■ **Dataset**:
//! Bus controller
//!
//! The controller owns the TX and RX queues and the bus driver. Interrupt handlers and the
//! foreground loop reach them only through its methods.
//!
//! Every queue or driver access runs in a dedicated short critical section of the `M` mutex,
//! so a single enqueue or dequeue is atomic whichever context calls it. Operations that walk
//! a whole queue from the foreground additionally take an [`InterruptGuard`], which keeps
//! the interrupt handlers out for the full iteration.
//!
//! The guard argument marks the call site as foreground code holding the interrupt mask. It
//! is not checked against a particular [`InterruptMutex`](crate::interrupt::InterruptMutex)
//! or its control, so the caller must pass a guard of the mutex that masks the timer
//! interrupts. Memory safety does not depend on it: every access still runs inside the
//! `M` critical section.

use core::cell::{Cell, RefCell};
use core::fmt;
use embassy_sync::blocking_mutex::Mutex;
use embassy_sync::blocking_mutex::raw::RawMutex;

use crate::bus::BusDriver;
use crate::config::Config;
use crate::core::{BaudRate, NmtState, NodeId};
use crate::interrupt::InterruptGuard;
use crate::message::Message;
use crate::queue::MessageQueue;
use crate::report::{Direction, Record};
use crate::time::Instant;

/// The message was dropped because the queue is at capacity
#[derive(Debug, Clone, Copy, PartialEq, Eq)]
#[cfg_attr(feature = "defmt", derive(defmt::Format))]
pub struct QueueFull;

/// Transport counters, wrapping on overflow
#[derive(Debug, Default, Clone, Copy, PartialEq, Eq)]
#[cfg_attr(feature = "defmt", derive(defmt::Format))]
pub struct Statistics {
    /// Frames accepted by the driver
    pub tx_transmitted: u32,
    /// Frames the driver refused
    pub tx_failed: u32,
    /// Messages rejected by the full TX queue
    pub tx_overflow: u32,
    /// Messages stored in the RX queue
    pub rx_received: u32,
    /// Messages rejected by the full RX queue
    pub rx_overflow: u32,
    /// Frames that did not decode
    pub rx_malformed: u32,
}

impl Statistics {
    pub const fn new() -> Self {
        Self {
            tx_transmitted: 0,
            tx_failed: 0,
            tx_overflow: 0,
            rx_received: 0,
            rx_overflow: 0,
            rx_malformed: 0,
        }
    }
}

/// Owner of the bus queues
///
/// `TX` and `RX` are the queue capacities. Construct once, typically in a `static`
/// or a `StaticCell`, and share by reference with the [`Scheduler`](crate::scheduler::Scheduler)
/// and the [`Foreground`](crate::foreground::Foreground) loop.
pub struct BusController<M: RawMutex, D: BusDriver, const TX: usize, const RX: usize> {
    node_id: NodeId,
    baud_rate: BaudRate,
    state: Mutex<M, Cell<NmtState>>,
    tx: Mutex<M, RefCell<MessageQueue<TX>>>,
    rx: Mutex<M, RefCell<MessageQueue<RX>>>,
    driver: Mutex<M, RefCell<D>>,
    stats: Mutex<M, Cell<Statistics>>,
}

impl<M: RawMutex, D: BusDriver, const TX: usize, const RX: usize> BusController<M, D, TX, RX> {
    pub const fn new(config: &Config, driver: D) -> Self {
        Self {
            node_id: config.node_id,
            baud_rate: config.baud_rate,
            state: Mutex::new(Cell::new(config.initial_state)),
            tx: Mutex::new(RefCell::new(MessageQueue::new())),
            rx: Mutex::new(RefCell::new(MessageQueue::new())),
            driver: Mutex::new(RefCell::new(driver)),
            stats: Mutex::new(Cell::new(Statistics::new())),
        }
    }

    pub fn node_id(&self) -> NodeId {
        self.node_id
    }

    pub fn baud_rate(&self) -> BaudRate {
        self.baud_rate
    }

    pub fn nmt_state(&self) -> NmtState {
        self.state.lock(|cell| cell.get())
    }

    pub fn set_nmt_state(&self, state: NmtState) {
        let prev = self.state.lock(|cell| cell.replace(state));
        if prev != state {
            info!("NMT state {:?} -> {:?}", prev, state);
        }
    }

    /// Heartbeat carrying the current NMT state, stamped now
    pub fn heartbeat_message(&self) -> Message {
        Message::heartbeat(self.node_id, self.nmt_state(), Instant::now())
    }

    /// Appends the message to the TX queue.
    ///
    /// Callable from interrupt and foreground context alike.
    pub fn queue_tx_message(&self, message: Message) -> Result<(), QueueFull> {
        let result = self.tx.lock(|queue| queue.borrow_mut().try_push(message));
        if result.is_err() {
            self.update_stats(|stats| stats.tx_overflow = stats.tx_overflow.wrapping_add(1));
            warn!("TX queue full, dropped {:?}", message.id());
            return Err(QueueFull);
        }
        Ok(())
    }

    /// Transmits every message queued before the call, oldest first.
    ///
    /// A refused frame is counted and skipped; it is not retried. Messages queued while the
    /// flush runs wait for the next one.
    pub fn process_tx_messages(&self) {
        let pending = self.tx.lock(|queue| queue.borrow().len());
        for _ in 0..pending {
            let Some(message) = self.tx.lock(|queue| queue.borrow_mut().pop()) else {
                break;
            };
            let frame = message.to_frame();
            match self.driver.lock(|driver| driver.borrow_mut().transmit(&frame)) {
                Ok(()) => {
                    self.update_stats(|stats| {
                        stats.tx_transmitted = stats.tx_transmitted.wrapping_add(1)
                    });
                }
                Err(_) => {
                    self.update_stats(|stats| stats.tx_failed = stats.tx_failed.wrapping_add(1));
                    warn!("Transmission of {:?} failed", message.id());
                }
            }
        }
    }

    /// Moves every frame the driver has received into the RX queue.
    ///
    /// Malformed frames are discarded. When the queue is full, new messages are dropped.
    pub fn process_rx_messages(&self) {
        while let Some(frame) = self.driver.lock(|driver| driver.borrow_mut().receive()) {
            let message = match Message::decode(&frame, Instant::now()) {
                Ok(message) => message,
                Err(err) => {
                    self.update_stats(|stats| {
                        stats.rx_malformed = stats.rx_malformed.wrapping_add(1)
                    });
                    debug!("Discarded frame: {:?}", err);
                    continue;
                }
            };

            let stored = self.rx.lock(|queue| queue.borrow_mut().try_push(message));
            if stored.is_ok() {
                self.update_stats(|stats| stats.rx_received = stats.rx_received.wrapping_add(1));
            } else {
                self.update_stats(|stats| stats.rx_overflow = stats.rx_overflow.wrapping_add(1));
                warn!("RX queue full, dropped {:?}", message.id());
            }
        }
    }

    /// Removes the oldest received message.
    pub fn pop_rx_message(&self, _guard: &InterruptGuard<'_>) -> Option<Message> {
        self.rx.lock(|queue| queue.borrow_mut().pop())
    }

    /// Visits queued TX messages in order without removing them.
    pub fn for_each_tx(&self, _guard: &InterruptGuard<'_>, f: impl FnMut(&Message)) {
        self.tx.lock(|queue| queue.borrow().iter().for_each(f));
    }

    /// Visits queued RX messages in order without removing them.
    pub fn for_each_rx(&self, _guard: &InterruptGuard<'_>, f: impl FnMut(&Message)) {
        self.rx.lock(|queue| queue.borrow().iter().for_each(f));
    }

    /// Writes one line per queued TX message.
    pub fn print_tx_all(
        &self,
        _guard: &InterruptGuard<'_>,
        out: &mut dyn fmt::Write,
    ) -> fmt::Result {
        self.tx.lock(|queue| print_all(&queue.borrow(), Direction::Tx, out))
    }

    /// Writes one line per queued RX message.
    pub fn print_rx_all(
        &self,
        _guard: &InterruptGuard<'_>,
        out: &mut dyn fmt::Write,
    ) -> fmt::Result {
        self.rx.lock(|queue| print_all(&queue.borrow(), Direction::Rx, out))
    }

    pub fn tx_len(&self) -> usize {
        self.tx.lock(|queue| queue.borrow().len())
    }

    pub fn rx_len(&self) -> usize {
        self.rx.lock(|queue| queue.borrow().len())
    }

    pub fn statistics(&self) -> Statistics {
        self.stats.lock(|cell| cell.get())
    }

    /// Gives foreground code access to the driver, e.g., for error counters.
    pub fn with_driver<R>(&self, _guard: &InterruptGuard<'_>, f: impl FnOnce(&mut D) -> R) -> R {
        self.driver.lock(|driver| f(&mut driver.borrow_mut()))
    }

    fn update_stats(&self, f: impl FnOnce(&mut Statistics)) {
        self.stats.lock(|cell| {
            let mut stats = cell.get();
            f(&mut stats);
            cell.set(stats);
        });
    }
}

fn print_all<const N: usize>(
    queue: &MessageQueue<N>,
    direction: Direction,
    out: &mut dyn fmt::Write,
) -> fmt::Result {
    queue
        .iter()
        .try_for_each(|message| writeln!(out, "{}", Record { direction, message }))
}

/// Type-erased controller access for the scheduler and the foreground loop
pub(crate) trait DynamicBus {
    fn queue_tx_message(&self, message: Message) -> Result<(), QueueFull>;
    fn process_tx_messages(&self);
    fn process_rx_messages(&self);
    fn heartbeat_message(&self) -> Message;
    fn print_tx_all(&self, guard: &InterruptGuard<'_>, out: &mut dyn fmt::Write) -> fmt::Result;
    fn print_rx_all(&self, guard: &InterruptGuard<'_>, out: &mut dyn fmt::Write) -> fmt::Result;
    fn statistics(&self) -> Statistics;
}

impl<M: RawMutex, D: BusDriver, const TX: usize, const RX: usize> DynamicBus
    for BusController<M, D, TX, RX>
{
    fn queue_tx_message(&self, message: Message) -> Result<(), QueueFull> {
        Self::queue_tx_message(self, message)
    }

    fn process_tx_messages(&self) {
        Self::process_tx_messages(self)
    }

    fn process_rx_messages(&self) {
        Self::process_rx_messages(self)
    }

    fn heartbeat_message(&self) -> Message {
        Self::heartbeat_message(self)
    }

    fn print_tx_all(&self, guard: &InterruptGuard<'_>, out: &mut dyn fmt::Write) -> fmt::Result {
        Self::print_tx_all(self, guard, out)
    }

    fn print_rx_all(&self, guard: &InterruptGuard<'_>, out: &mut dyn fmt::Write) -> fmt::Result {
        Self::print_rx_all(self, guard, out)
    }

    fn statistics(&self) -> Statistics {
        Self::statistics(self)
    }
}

■ **Exercise requirements**:
Return exactly, and only, the lines from the start of the listing through the line with "Every queue or".

■ **The completed task**:
//! Bus controller
//!
//! The controller owns the TX and RX queues and the bus driver. Interrupt handlers and the
//! foreground loop reach them only through its methods.
//!
//! Every queue or driver access runs in a dedicated short critical section of the `M` mutex,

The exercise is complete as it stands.